Bruxelles/Copenhague, 23/09/2002 (Agence Europe) - Les discussions politiques au Sommet Asem de Copenhague, auxquelles n'ont pas assisté les dirigeants britannique, allemand, indonésien et philippin, ont été dominées, lundi, par la lutte contre le terrorisme et le processus de réconciliation entre les deux Corées, ainsi que par la situation en Irak.
Dans les deux déclarations adoptées à ce stade, les chefs d'Etats et de gouvernement de dix pays d'Asie (Asean, Chine, Japon, Corée du Sud) et des quinze de l'Union:
appellent de leurs voeux la reprise du dialogue entre Washington et Pyongyang, ainsi que la tenue d'un second sommet intercoréen, en espérant que "tous les problèmes qui demeurent" entre la communauté internationale et la Corée du Nord, qu'ils soient liés au nucléaire ou à la prolifération de missiles, "seront résolus en temps voulu par le dialogue". Et de saluer la visite historique de leur homologue japonais à Pyongyang, la semaine dernière, de même que le lancement des travaux de reconstitution de liaisons routières et ferroviaires entre le Nord et le Sud de la péninsule (voir EUROPE du 21 septembre, p. 6).
soulignent "le rôle prépondérant des Nations Unies" dans la lutte contre le terrorisme, qui requiert une action "exhaustive de la part de la communauté internationale, y compris politique, économique, diplomatique", en tenant "dûment compte des causes du terrorisme sans pour autant en faire une justification pour les actes criminels". "Déterminés à renforcer les consultations, la coopération et la coordination" entre eux, ils conviennent d'élargir les initiatives visant le terrorisme et le crime transnational organisé qui "font partie d'une série complexe de défis" et adoptent à cet effet un programme de coopération reposant sur des actions à court et moyen terme, notamment la mise en place d'un mécanisme informel de consultations ad hoc et des contacts réguliers entre les autorités régionales et nationales compétentes en Asie et en Europe.

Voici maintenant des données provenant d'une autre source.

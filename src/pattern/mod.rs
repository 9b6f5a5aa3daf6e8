//! # Pattern Module
//!
//! Compiles path templates into anchored, matchable patterns and extracts
//! ordered capture strings from concrete request paths.
//!
//! ## Template dialects
//!
//! Two dialects are accepted, detected at compile time:
//!
//! - **Placeholder templates** - paths like `/users/{id}` where each `{name}`
//!   segment becomes one capturing group matching a single path segment.
//!   Literal segments match themselves exactly.
//! - **Raw regex** - any template without a `{name}` placeholder is treated
//!   as a regex body, e.g. `/users/(\d+)` or `/orders/(\d{4})`. Capturing
//!   groups become captures in left-to-right order; `(?:...)` groups capture
//!   nothing. Counted repetitions like `{4}` do not select the placeholder
//!   dialect because placeholder names start with a letter or underscore.
//!
//! ## Matching semantics
//!
//! Matching is anchored: the whole path string must match the pattern.
//! Partial and prefix matches are rejected. Compilation happens once, at
//! registration time; per-request matching reuses the compiled regex.
//!
//! ## Example
//!
//! ```rust
//! use routecore::pattern::PathPattern;
//!
//! let pattern = PathPattern::compile("/pets/{id}").unwrap();
//! assert_eq!(pattern.capture_count(), 1);
//!
//! let captures = pattern.match_path("/pets/123").unwrap();
//! assert_eq!(&captures[0], "123");
//! assert!(pattern.match_path("/pets/123/toys").is_none());
//! ```

mod core;

pub use core::{CaptureVec, PathPattern, MAX_INLINE_CAPTURES};
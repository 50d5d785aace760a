//! Opaque subscriber identity: reference equality via a minted counter.

use std::sync::atomic::{AtomicU64, Ordering};

static NEXT_ID: AtomicU64 = AtomicU64::new(1);

/// Opaque handle identifying a subscriber inside the matcher.
///
/// The matcher never inspects a handle's contents, only hashes and compares
/// it, so identity is all that matters. Rather than tag a raw object address
/// (which requires the allocator to never reuse addresses while a handle is
/// live) this mints a monotonically increasing counter value, one per call
/// to [`SubscriberId::new`].
#[derive(Clone, Copy, Debug, PartialEq, Eq, Hash, PartialOrd, Ord)]
pub struct SubscriberId(u64);

impl SubscriberId {
    pub fn new() -> Self {
        Self(NEXT_ID.fetch_add(1, Ordering::Relaxed))
    }
}

impl Default for SubscriberId {
    fn default() -> Self {
        Self::new()
    }
}

#[cfg(test)]
mod tests {
    use super::*;

    #[test]
    fn ids_are_distinct_and_stable() {
        let a = SubscriberId::new();
        let b = SubscriberId::new();
        assert_ne!(a, b);
        assert_eq!(a, a);
    }
}
//! The concurrent, lock-free dotted-topic matching trie (C-trie).

mod branch;
mod cnode;
mod matcher;
mod node;
mod subscriber_id;

pub use matcher::{join_topic, split_topic, Matcher, Subscription};
pub use subscriber_id::SubscriberId;
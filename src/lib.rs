#![allow(dead_code)]

pub mod config;
pub mod error;
pub mod hub;
pub mod message;
pub mod subscriber;
pub mod trie;

pub use error::FieldError;
pub use hub::{Hub, Subscription};
pub use message::{Fields, FieldValue, Message};
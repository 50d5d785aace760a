//! Immutable C-trie branch: a subscriber set plus an optional deeper path.

use std::collections::HashSet;
use std::sync::Arc;

use super::node::INode;
use super::subscriber_id::SubscriberId;

/// A single entry in a [`super::cnode::CNode`]'s branch map.
///
/// Per invariant I3, a live branch always has at least one subscriber, a
/// child I-node, or both — callers that would otherwise produce an empty
/// branch must drop it from the map instead.
pub(crate) struct Branch {
    pub(crate) subs: HashSet<SubscriberId>,
    pub(crate) child: Option<Arc<INode>>,
}

impl Branch {
    pub(crate) fn leaf(sub: SubscriberId) -> Self {
        let mut subs = HashSet::with_capacity(1);
        subs.insert(sub);
        Self { subs, child: None }
    }

    pub(crate) fn interior(child: Arc<INode>) -> Self {
        Self {
            subs: HashSet::new(),
            child: Some(child),
        }
    }

    pub(crate) fn is_empty(&self) -> bool {
        self.subs.is_empty() && self.child.is_none()
    }

    pub(crate) fn inserted(&self, sub: SubscriberId) -> Self {
        let mut subs = self.subs.clone();
        subs.insert(sub);
        Self {
            subs,
            child: self.child.clone(),
        }
    }

    pub(crate) fn removed(&self, sub: SubscriberId) -> Self {
        let mut subs = self.subs.clone();
        subs.remove(&sub);
        Self {
            subs,
            child: self.child.clone(),
        }
    }

    pub(crate) fn with_child(&self, child: Option<Arc<INode>>) -> Self {
        Self {
            subs: self.subs.clone(),
            child,
        }
    }
}
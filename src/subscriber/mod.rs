//! Subscriber delivery adapters: the blocking buffered channel and the
//! non-blocking lossy bounded queue.

mod blocking;
mod nonblocking;
mod traits;

pub use blocking::BlockingSubscriber;
pub use nonblocking::{AlertFn, NonBlockingSubscriber};
pub use traits::Adapter;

Sur l'Irak, les 25 n'ont produit aucune déclaration commune, vu les nuances qui persistent parmi les Quinze et leurs partenaires asiatiques. Leur hôte, le Premier ministre danois Anders Fogh Rasmussen, a cependant relevé quelques points de consensus, notamment sur le fait que toute intervention en Irak doit s'inscrire dans le cadre multilatéral, qu'ils soutiennent les efforts du Conseil de Sécurité des Nations unies et qu'ils attendent de Saddam Hussein qu'il permette les inspections de ses installations au plus tôt et sans conditions.